If nature were to chose an individual who reflects the optimum meaning of being human, on the basis of what would be conducive to the happiness and future of human beings, what character would that person exhibit? What would be his chosen occupation and principled stand? I do not know the answers, but I am tempted to formulate some.
First, he would express and live a refusal of the world as it stands. He would because it is obvious that the world cannot continue as it is without a dire consequence, probably a slow miserable extinction rather than an apocalypse. Therefore, he would foremost protest the abuses of the environment, particularly capitalism's cancerous abuse, its conversion, pillage and plunder of life's natural endowment: its forests, lands, waters, and every other resource susceptible to being cut, dug and fashioned into stuff that sells and returns a profit, mostly stuff and things that the Id yammers to have.
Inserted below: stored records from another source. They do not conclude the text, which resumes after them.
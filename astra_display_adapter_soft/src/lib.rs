/*!
# Astra Display - Soft Adapter Backend

Software implementation of the astra_display adapter boundary.

This crate provides a table-driven backend that implements the
astra_display `Adapter` and `Device` traits without touching any real
graphics driver. Capability answers come from a configurable
[`SoftAdapterCaps`] profile, which makes the backend suitable for
headless use, integration testing, and scripting device-loss scenarios.
*/

// Soft implementation modules
mod caps;
mod soft_adapter;
mod soft_device;

pub use caps::SoftAdapterCaps;
pub use soft_adapter::SoftAdapter;
pub use soft_device::SoftDevice;
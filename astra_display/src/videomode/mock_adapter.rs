/// Mock adapter and device for unit tests (no backend required)
///
/// Capability answers are plain membership lists so each gate of the
/// negotiation cascade can be opened or closed independently. The mock
/// device drains a scripted status queue and records every call it
/// receives.

use std::collections::VecDeque;
use std::sync::{Arc, Mutex};

use crate::adapter::{
    Adapter, CreateFlags, Device, DeviceKind, DeviceStatus, DisplayMode, Format, Multisample,
    PresentParameters, WindowHandle,
};
use crate::error::{Error, Result};

// ============================================================================
// Mock Adapter
// ============================================================================

pub struct MockAdapter {
    /// Formats accepted as depth/stencil surfaces
    pub usable_depth_formats: Vec<Format>,
    /// Formats accepted as depth/backbuffer pairings
    pub matching_depth_formats: Vec<Format>,
    /// (surface, quality levels) supported at any non-trivial multisample level
    pub multisampled_formats: Vec<(Format, u32)>,
    /// (display, backbuffer) combinations the device kind can drive
    pub supported_pairs: Vec<(Format, Format)>,
    /// Enumerable native modes (filtered by display format on query)
    pub modes: Vec<DisplayMode>,
    /// Current monitor refresh rate
    pub refresh_rate: u32,
    /// Whether the device kind reports hardware transform and lighting
    pub hardware_tnl: bool,
    /// The window with input focus, if any
    pub focused_window: Option<WindowHandle>,
    /// Vertex-processing tiers whose creation attempts fail
    pub failing_tiers: CreateFlags,
    /// Record of creation attempts, in order
    pub creation_attempts: Mutex<Vec<CreateFlags>>,
}

impl MockAdapter {
    /// An adapter that accepts every query the cascade can make
    pub fn permissive() -> Self {
        Self {
            usable_depth_formats: vec![
                Format::D24S8,
                Format::D24X4S4,
                Format::D24X8,
                Format::D32,
                Format::D15S1,
                Format::D16,
            ],
            matching_depth_formats: vec![
                Format::D24S8,
                Format::D24X4S4,
                Format::D24X8,
                Format::D32,
                Format::D15S1,
                Format::D16,
            ],
            multisampled_formats: vec![
                (Format::A8R8G8B8, 4),
                (Format::X8R8G8B8, 4),
                (Format::A1R5G5B5, 2),
                (Format::X1R5G5B5, 2),
                (Format::R5G6B5, 2),
                (Format::D24S8, 4),
                (Format::D24X4S4, 4),
                (Format::D24X8, 4),
                (Format::D32, 4),
                (Format::D15S1, 2),
                (Format::D16, 2),
            ],
            supported_pairs: vec![
                (Format::X8R8G8B8, Format::A8R8G8B8),
                (Format::X8R8G8B8, Format::X8R8G8B8),
                (Format::X1R5G5B5, Format::A1R5G5B5),
                (Format::X1R5G5B5, Format::X1R5G5B5),
                (Format::R5G6B5, Format::R5G6B5),
            ],
            modes: vec![
                DisplayMode { width: 800, height: 600, refresh_rate: 60, format: Format::X8R8G8B8 },
                DisplayMode { width: 1024, height: 768, refresh_rate: 60, format: Format::X8R8G8B8 },
                DisplayMode { width: 800, height: 600, refresh_rate: 60, format: Format::X1R5G5B5 },
                DisplayMode { width: 800, height: 600, refresh_rate: 60, format: Format::R5G6B5 },
            ],
            refresh_rate: 60,
            hardware_tnl: true,
            focused_window: Some(WindowHandle::from_raw(1)),
            failing_tiers: CreateFlags::empty(),
            creation_attempts: Mutex::new(Vec::new()),
        }
    }
}

impl Adapter for MockAdapter {
    fn supports_depth_format(
        &self,
        _adapter_index: u32,
        _device_kind: DeviceKind,
        _display: Format,
        depth: Format,
    ) -> bool {
        self.usable_depth_formats.contains(&depth)
    }

    fn supports_depth_match(
        &self,
        _adapter_index: u32,
        _device_kind: DeviceKind,
        _display: Format,
        _backbuffer: Format,
        depth: Format,
    ) -> bool {
        self.matching_depth_formats.contains(&depth)
    }

    fn multisample_quality_levels(
        &self,
        _adapter_index: u32,
        _device_kind: DeviceKind,
        surface: Format,
        _windowed: bool,
        samples: Multisample,
    ) -> Option<u32> {
        if samples.is_none() {
            return Some(0);
        }
        self.multisampled_formats
            .iter()
            .find(|(f, _)| *f == surface)
            .map(|(_, levels)| *levels)
    }

    fn supports_device_type(
        &self,
        _adapter_index: u32,
        _device_kind: DeviceKind,
        display: Format,
        backbuffer: Format,
        _windowed: bool,
    ) -> bool {
        self.supported_pairs.contains(&(display, backbuffer))
    }

    fn mode_count(&self, _adapter_index: u32, display: Format) -> u32 {
        self.modes.iter().filter(|m| m.format == display).count() as u32
    }

    fn mode(&self, _adapter_index: u32, display: Format, index: u32) -> Option<DisplayMode> {
        self.modes
            .iter()
            .filter(|m| m.format == display)
            .nth(index as usize)
            .copied()
    }

    fn current_refresh_rate(&self) -> u32 {
        self.refresh_rate
    }

    fn supports_hardware_tnl(&self, _adapter_index: u32, _device_kind: DeviceKind) -> bool {
        self.hardware_tnl
    }

    fn focused_window(&self) -> Option<WindowHandle> {
        self.focused_window
    }

    fn create_device(
        &self,
        _adapter_index: u32,
        _device_kind: DeviceKind,
        _window: WindowHandle,
        flags: CreateFlags,
        _present: &PresentParameters,
    ) -> Result<Box<dyn Device>> {
        self.creation_attempts.lock().unwrap().push(flags);
        if self.failing_tiers.intersects(flags) {
            return Err(Error::NotAvailable);
        }
        Ok(Box::new(MockDevice::operational()))
    }
}

// ============================================================================
// Mock Device
// ============================================================================

pub struct MockDevice {
    /// Statuses returned by successive status() polls (Operational when drained)
    statuses: Mutex<VecDeque<DeviceStatus>>,
    /// Call record: "begin_scene", "end_scene", "present", "reset"
    pub events: Arc<Mutex<Vec<String>>>,
    /// Make begin_scene fail
    pub fail_begin_scene: bool,
    /// Make reset fail
    pub fail_reset: bool,
}

impl MockDevice {
    /// A healthy device
    pub fn operational() -> Self {
        Self::scripted(Vec::new())
    }

    /// A device whose status() polls drain the given sequence
    pub fn scripted(statuses: Vec<DeviceStatus>) -> Self {
        Self {
            statuses: Mutex::new(statuses.into()),
            events: Arc::new(Mutex::new(Vec::new())),
            fail_begin_scene: false,
            fail_reset: false,
        }
    }

    /// Shared handle to the call record
    pub fn events_handle(&self) -> Arc<Mutex<Vec<String>>> {
        self.events.clone()
    }
}

impl Device for MockDevice {
    fn status(&self) -> DeviceStatus {
        self.statuses
            .lock()
            .unwrap()
            .pop_front()
            .unwrap_or(DeviceStatus::Operational)
    }

    fn reset(&mut self, _present: &PresentParameters) -> Result<()> {
        self.events.lock().unwrap().push("reset".to_string());
        if self.fail_reset {
            return Err(Error::NotAvailable);
        }
        Ok(())
    }

    fn begin_scene(&mut self) -> Result<()> {
        if self.fail_begin_scene {
            return Err(Error::InvalidCall("begin_scene failed".to_string()));
        }
        self.events.lock().unwrap().push("begin_scene".to_string());
        Ok(())
    }

    fn end_scene(&mut self) {
        self.events.lock().unwrap().push("end_scene".to_string());
    }

    fn present(&mut self, dest: Option<WindowHandle>) {
        let event = match dest {
            Some(window) => format!("present:{}", window.as_raw()),
            None => "present".to_string(),
        };
        self.events.lock().unwrap().push(event);
    }
}
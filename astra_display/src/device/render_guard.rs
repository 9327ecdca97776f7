/// Render-loop guard - per-device begin/end-of-frame state machine
///
/// Wraps scene begin/end with device-loss detection and cooperative
/// recovery. Each guard owns its device and its mid-frame state, so
/// multiple independent devices never share loss-recovery bookkeeping.

use crate::astra_info;
use crate::adapter::{Device, DeviceStatus, PresentParameters, WindowHandle};
use crate::error::{Error, Result};

/// Caller-supplied resource lifecycle callback
///
/// Returns whether the resource walk succeeded; the guard proceeds
/// either way, matching the cooperative recovery contract.
pub type ResourceCallback = Box<dyn FnMut() -> bool>;

/// Frame state of a guard
#[derive(Debug, Clone, Copy, PartialEq, Eq)]
enum RenderState {
    Idle,
    InScene,
}

/// Per-device render-loop guard
///
/// Drives one device through `begin_render`/`end_render` pairs. On
/// `begin_render` the device health is polled: a lost device yields
/// [`Error::DeviceLost`] (poll again later); a resettable device
/// triggers the release callback, a reset attempt, and the recreate
/// callback, yielding [`Error::DeviceNotReset`] (skip this frame).
/// Both callbacks are mandatory constructor inputs.
///
/// Unmatched calls (`begin_render` mid-scene, `end_render` while idle)
/// are contract violations reported as [`Error::InvalidCall`] without
/// touching the device.
pub struct RenderGuard {
    device: Box<dyn Device>,
    present: PresentParameters,
    release_resources: ResourceCallback,
    recreate_resources: ResourceCallback,
    state: RenderState,
}

impl RenderGuard {
    /// Create a guard for a device
    ///
    /// # Arguments
    ///
    /// * `device` - The device to drive
    /// * `present` - Parameters to reset the device with after loss
    /// * `release_resources` - Releases all device-dependent resources
    ///   before a reset
    /// * `recreate_resources` - Recreates them after a successful reset
    pub fn new(
        device: Box<dyn Device>,
        present: PresentParameters,
        release_resources: impl FnMut() -> bool + 'static,
        recreate_resources: impl FnMut() -> bool + 'static,
    ) -> Self {
        Self {
            device,
            present,
            release_resources: Box::new(release_resources),
            recreate_resources: Box::new(recreate_resources),
            state: RenderState::Idle,
        }
    }

    /// Begin a frame
    ///
    /// # Errors
    ///
    /// * [`Error::InvalidCall`] - a scene is already open, or the
    ///   native scene could not be started
    /// * [`Error::DeviceLost`] - device lost; render nothing, poll again
    /// * [`Error::DeviceNotReset`] - device was resettable; resources
    ///   were cycled through the callbacks, skip this frame
    pub fn begin_render(&mut self) -> Result<()> {
        if self.state == RenderState::InScene {
            return Err(Error::InvalidCall(
                "begin_render called while a scene is open".to_string(),
            ));
        }

        match self.device.status() {
            DeviceStatus::Lost => {
                // Lost and not yet resettable: render nothing, wait
                astra_info!("astra::RenderGuard", "device lost");
                Err(Error::DeviceLost)
            }
            DeviceStatus::NotReset => {
                astra_info!("astra::RenderGuard", "device lost, attempting reset");
                let _ = (self.release_resources)();
                if self.device.reset(&self.present).is_ok() {
                    let _ = (self.recreate_resources)();
                }
                // The frame is skipped regardless of the reset outcome
                Err(Error::DeviceNotReset)
            }
            DeviceStatus::Operational => {
                self.device.begin_scene().map_err(|_| {
                    Error::InvalidCall("the native scene could not be started".to_string())
                })?;
                self.state = RenderState::InScene;
                Ok(())
            }
        }
    }

    /// End the frame and present
    ///
    /// # Arguments
    ///
    /// * `dest` - Destination window; `None` presents to the device
    ///   window
    ///
    /// # Errors
    ///
    /// * [`Error::InvalidCall`] - no scene is open
    pub fn end_render(&mut self, dest: Option<WindowHandle>) -> Result<()> {
        if self.state == RenderState::Idle {
            return Err(Error::InvalidCall(
                "end_render called with no scene open".to_string(),
            ));
        }

        self.device.end_scene();
        self.device.present(dest);
        self.state = RenderState::Idle;
        Ok(())
    }

    /// Whether a scene is currently open
    pub fn is_in_scene(&self) -> bool {
        self.state == RenderState::InScene
    }

    /// The guarded device
    pub fn device(&self) -> &dyn Device {
        self.device.as_ref()
    }

    /// The guarded device, mutably
    pub fn device_mut(&mut self) -> &mut dyn Device {
        self.device.as_mut()
    }

    /// The presentation parameters used for resets
    pub fn present_parameters(&self) -> &PresentParameters {
        &self.present
    }
}

// ============================================================================
// Tests
// ============================================================================

#[cfg(test)]
#[path = "render_guard_tests.rs"]
mod tests;
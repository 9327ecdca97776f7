/// Video-mode reducer - closest-refresh-rate sort and deduplication
///
/// Orders the enumerated modes by resolution, ranks equal resolutions
/// by refresh-rate proximity to an anchor rate (the current monitor
/// rate), and drops every mode but the closest per resolution. Rates at
/// or above the anchor always beat rates below it.

use std::cmp::Ordering;

use crate::videomode::video_mode::VideoMode;

/// Sort and deduplicate `modes` in place
///
/// After the call the list is ordered by ascending width, then
/// ascending height, and contains exactly one mode per distinct
/// (width, height) pair: the one whose refresh rate is closest to
/// `anchor_refresh_rate` from above, or failing that closest from
/// below.
pub fn reduce_to_closest_refresh(modes: &mut Vec<VideoMode>, anchor_refresh_rate: u32) {
    modes.sort_by(|a, b| compare_modes(a, b, anchor_refresh_rate));
    // dedup_by passes (candidate, kept); the predicate reads (kept, candidate)
    modes.dedup_by(|candidate, kept| is_refresh_duplicate(kept, candidate, anchor_refresh_rate));
}

/// Strict weak ordering over video modes
///
/// Width ascending, then height ascending. Equal resolutions are
/// partitioned by refresh rate: everything at or above the anchor
/// (ascending) sorts before everything below it (descending), so the
/// preferred rate of each resolution comes first.
fn compare_modes(a: &VideoMode, b: &VideoMode, anchor: u32) -> Ordering {
    a.width()
        .cmp(&b.width())
        .then_with(|| a.height().cmp(&b.height()))
        .then_with(|| compare_refresh(a.refresh_rate(), b.refresh_rate(), anchor))
}

fn compare_refresh(a: u32, b: u32, anchor: u32) -> Ordering {
    match (a >= anchor, b >= anchor) {
        // At-or-above-anchor rates come before below-anchor rates
        (true, false) => Ordering::Less,
        (false, true) => Ordering::Greater,
        // Above or at the anchor: ascending
        (true, true) => a.cmp(&b),
        // Below the anchor: descending
        (false, false) => b.cmp(&a),
    }
}

/// Whether `candidate` duplicates `kept` under the closest-refresh policy
///
/// Applied to resolution-equal neighbors after sorting. `kept` is the
/// survivor so far; returning true drops `candidate`.
fn is_refresh_duplicate(kept: &VideoMode, candidate: &VideoMode, anchor: u32) -> bool {
    if kept.width() != candidate.width() || kept.height() != candidate.height() {
        return false;
    }

    let kept_rate = kept.refresh_rate();
    let candidate_rate = candidate.refresh_rate();

    if kept_rate == candidate_rate {
        // Exact duplicate
        return true;
    }
    if kept_rate == anchor {
        // The survivor already matches the anchor exactly
        return true;
    }
    if kept_rate > anchor && candidate_rate > anchor {
        // Both above: the lower rate is closer
        return kept_rate < candidate_rate;
    }
    if kept_rate < anchor && candidate_rate < anchor {
        // Both below: the higher rate is closer
        return kept_rate > candidate_rate;
    }
    // Above-anchor survivor always beats a below-anchor candidate
    kept_rate > anchor && candidate_rate < anchor
}

// ============================================================================
// Tests
// ============================================================================

#[cfg(test)]
#[path = "reduce_tests.rs"]
mod tests;
/// Astra Display Engine - host for crate-global services
///
/// The only process-wide state in this crate is the logger slot; all
/// negotiation state (including the render-loop guard) is owned by the
/// objects that need it. The logger lives behind a thread-safe static
/// so the astra_* macros can reach it from anywhere.

use std::sync::{OnceLock, RwLock};
use std::time::SystemTime;
use crate::log::{Logger, LogEntry, LogSeverity, DefaultLogger};

/// Global logger (initialized with DefaultLogger)
static LOGGER: OnceLock<RwLock<Box<dyn Logger>>> = OnceLock::new();

/// Engine singleton manager
///
/// Hosts the global logger used by the `astra_*!` macros.
///
/// # Example
///
/// ```no_run
/// use astra_display::astra::Engine;
/// use astra_display::astra::log::{Logger, LogEntry};
///
/// struct FileLogger;
/// impl Logger for FileLogger {
///     fn log(&self, entry: &LogEntry) {
///         // Write to file...
///     }
/// }
///
/// Engine::set_logger(FileLogger);
/// ```
pub struct Engine;

impl Engine {
    /// Set a custom logger
    ///
    /// Replace the default logger with a custom implementation
    /// (file logger, host-engine sink, etc.)
    ///
    /// # Arguments
    ///
    /// * `logger` - Any type implementing the Logger trait
    pub fn set_logger<L: Logger + 'static>(logger: L) {
        let logger_lock = LOGGER.get_or_init(|| RwLock::new(Box::new(DefaultLogger)));
        if let Ok(mut lock) = logger_lock.write() {
            *lock = Box::new(logger);
        }
    }

    /// Reset logger to default (DefaultLogger)
    pub fn reset_logger() {
        let logger_lock = LOGGER.get_or_init(|| RwLock::new(Box::new(DefaultLogger)));
        if let Ok(mut lock) = logger_lock.write() {
            *lock = Box::new(DefaultLogger);
        }
    }

    /// Internal logging method (for simple logs without file:line)
    ///
    /// Used by macros like astra_info!, astra_warn!, etc.
    ///
    /// # Arguments
    ///
    /// * `severity` - Log severity level
    /// * `source` - Source module (e.g., "astra::videomode")
    /// * `message` - Log message
    pub fn log(severity: LogSeverity, source: &str, message: String) {
        let logger_lock = LOGGER.get_or_init(|| RwLock::new(Box::new(DefaultLogger)));
        if let Ok(lock) = logger_lock.read() {
            lock.log(&LogEntry {
                severity,
                timestamp: SystemTime::now(),
                source: source.to_string(),
                message,
                file: None,
                line: None,
            });
        }
    }

    /// Internal logging method with file:line information (for ERROR logs)
    ///
    /// Used by the astra_error! macro to include source location.
    pub fn log_detailed(
        severity: LogSeverity,
        source: &str,
        message: String,
        file: &'static str,
        line: u32,
    ) {
        let logger_lock = LOGGER.get_or_init(|| RwLock::new(Box::new(DefaultLogger)));
        if let Ok(lock) = logger_lock.read() {
            lock.log(&LogEntry {
                severity,
                timestamp: SystemTime::now(),
                source: source.to_string(),
                message,
                file: Some(file),
                line: Some(line),
            });
        }
    }
}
He would deplore mass- and assembly-line production, which confines marvels of evolution, namely man and woman, to do over and over and over what an idiot could be taught to do, and makes of persons of great potential automatons, who, if they work at it long enough, sacrifice their promise and spirit and life often for unfair returns.
Man's joy is the use of his hands and mind to imagine and produce from raw materials that which he needs. The shoemaker of centuries ago was happier at his craft than is the mass-producing Asian gluing sole, after sole, after sole -- stressed to meet a goal -- to Nike shoes for hours for a pittance.